Ik liet me door haar helpen. Toen ik weer onder de deken lag, bukte ze zich en kuste me op mijn voorhoofd en streelde me over mijn haar, net als mijn moeder altijd had gedaan.

'Probeer te slapen, Annie. Ik blijf bij je en help je tot je weer op de been bent.'

'Dank je, tante Fanny.'

'Wij vrouwen moeten één lijn trekken', zei ze glimlachend. Ze trok haar schouders recht om duidelijk te maken dat we ons er samen wel doorheen zouden slaan.

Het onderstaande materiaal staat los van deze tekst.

//! The job store: insertion-ordered records, exclusive artifact ownership.
//!
//! The store is the single place job records live. The orchestrator and the
//! progress relay mutate records through [`JobStore::with_job`], which
//! applies each update under the write lock, so a record update is always
//! an atomic read-modify-write even on a multi-threaded runtime. The
//! presentation layer only ever sees snapshots.

use std::sync::Arc;

use bytes::Bytes;
use parking_lot::RwLock;

use clipmill_core::{Error, JobId, Result};

use crate::convert::artifact::{Artifact, ArtifactRegistry};
use crate::convert::job::{Job, JobStatus, SourcePayload};

/// Mapping from job identifier to job record, in insertion order.
pub struct JobStore {
    jobs: RwLock<Vec<Job>>,
    registry: Arc<dyn ArtifactRegistry>,
}

impl JobStore {
    /// Create an empty store backed by the given artifact registry.
    pub fn new(registry: Arc<dyn ArtifactRegistry>) -> Self {
        Self {
            jobs: RwLock::new(Vec::new()),
            registry,
        }
    }

    /// Enqueue one pending job per payload. Returns clones of the new
    /// records, in insertion order.
    pub fn add_jobs(&self, payloads: Vec<SourcePayload>) -> Vec<Job> {
        let mut jobs = self.jobs.write();
        let mut added = Vec::with_capacity(payloads.len());
        for payload in payloads {
            let job = Job::new(payload);
            added.push(job.clone());
            jobs.push(job);
        }
        added
    }

    /// Snapshot of one record.
    pub fn get(&self, id: JobId) -> Option<Job> {
        self.jobs.read().iter().find(|j| j.id == id).cloned()
    }

    /// Snapshot of all records, in insertion order.
    pub fn jobs(&self) -> Vec<Job> {
        self.jobs.read().clone()
    }

    /// Identifiers of all currently pending jobs, in insertion order.
    pub fn pending_ids(&self) -> Vec<JobId> {
        self.jobs
            .read()
            .iter()
            .filter(|j| j.status == JobStatus::Pending)
            .map(|j| j.id)
            .collect()
    }

    /// Number of records in the store.
    pub fn len(&self) -> usize {
        self.jobs.read().len()
    }

    /// Whether the store holds no records.
    pub fn is_empty(&self) -> bool {
        self.jobs.read().is_empty()
    }

    /// Apply a mutation to one record under the write lock.
    pub(crate) fn with_job<R>(&self, id: JobId, f: impl FnOnce(&mut Job) -> R) -> Option<R> {
        let mut jobs = self.jobs.write();
        jobs.iter_mut().find(|j| j.id == id).map(f)
    }

    /// Terminal success for a converting job: issues the downloadable
    /// reference and installs the artifact. Returns the output size, or
    /// `None` if the job is missing or not converting.
    pub(crate) fn complete_job(
        &self,
        id: JobId,
        output: Bytes,
        elapsed_ms: u64,
    ) -> Option<u64> {
        let mut jobs = self.jobs.write();
        let job = jobs.iter_mut().find(|j| j.id == id)?;
        if job.status != JobStatus::Converting {
            return None;
        }
        let href = self.registry.issue(&output);
        let size = output.len() as u64;
        job.complete(Artifact::new(output, href), elapsed_ms);
        Some(size)
    }

    /// Remove one record. A `Converting` job cannot be removed; a
    /// `Completed` job's artifact reference is revoked first.
    pub fn remove(&self, id: JobId) -> Result<()> {
        let mut jobs = self.jobs.write();
        let index = jobs
            .iter()
            .position(|j| j.id == id)
            .ok_or_else(|| Error::not_found("job", id))?;
        if jobs[index].status == JobStatus::Converting {
            return Err(Error::Validation(format!(
                "job {id} is converting and cannot be removed"
            )));
        }
        let mut job = jobs.remove(index);
        if let Some(artifact) = job.take_artifact() {
            self.registry.revoke(artifact.href());
        }
        Ok(())
    }

    /// Remove all `Completed` records, revoking each artifact reference.
    /// Returns the removed identifiers.
    pub fn clear_completed(&self) -> Vec<JobId> {
        self.retain_revoking(|j| j.status != JobStatus::Completed)
    }

    /// Remove every record that is not `Converting`, revoking artifact
    /// references. Returns the removed identifiers.
    pub fn clear_all(&self) -> Vec<JobId> {
        self.retain_revoking(|j| j.status == JobStatus::Converting)
    }

    fn retain_revoking(&self, keep: impl Fn(&Job) -> bool) -> Vec<JobId> {
        let mut jobs = self.jobs.write();
        let mut removed = Vec::new();
        let mut kept = Vec::with_capacity(jobs.len());
        for mut job in jobs.drain(..) {
            if keep(&job) {
                kept.push(job);
            } else {
                if let Some(artifact) = job.take_artifact() {
                    self.registry.revoke(artifact.href());
                }
                removed.push(job.id);
            }
        }
        *jobs = kept;
        removed
    }
}

impl Drop for JobStore {
    /// Store teardown releases every remaining artifact reference.
    fn drop(&mut self) {
        let mut jobs = self.jobs.write();
        for job in jobs.iter_mut() {
            if let Some(artifact) = job.take_artifact() {
                self.registry.revoke(artifact.href());
            }
        }
    }
}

Ze kuste me weer en toen liet ze me alleen in het donker, met slechts de echo van Lukes stem naast me. Ik zag zijn ogen nog dicht bij de mijne.

'Het is niet weerzinwekkend; het kan niet weerzinwekkend zijn', fluisterde ik, en ik viel in slaap met de herinnering aan zijn kus op mijn lippen.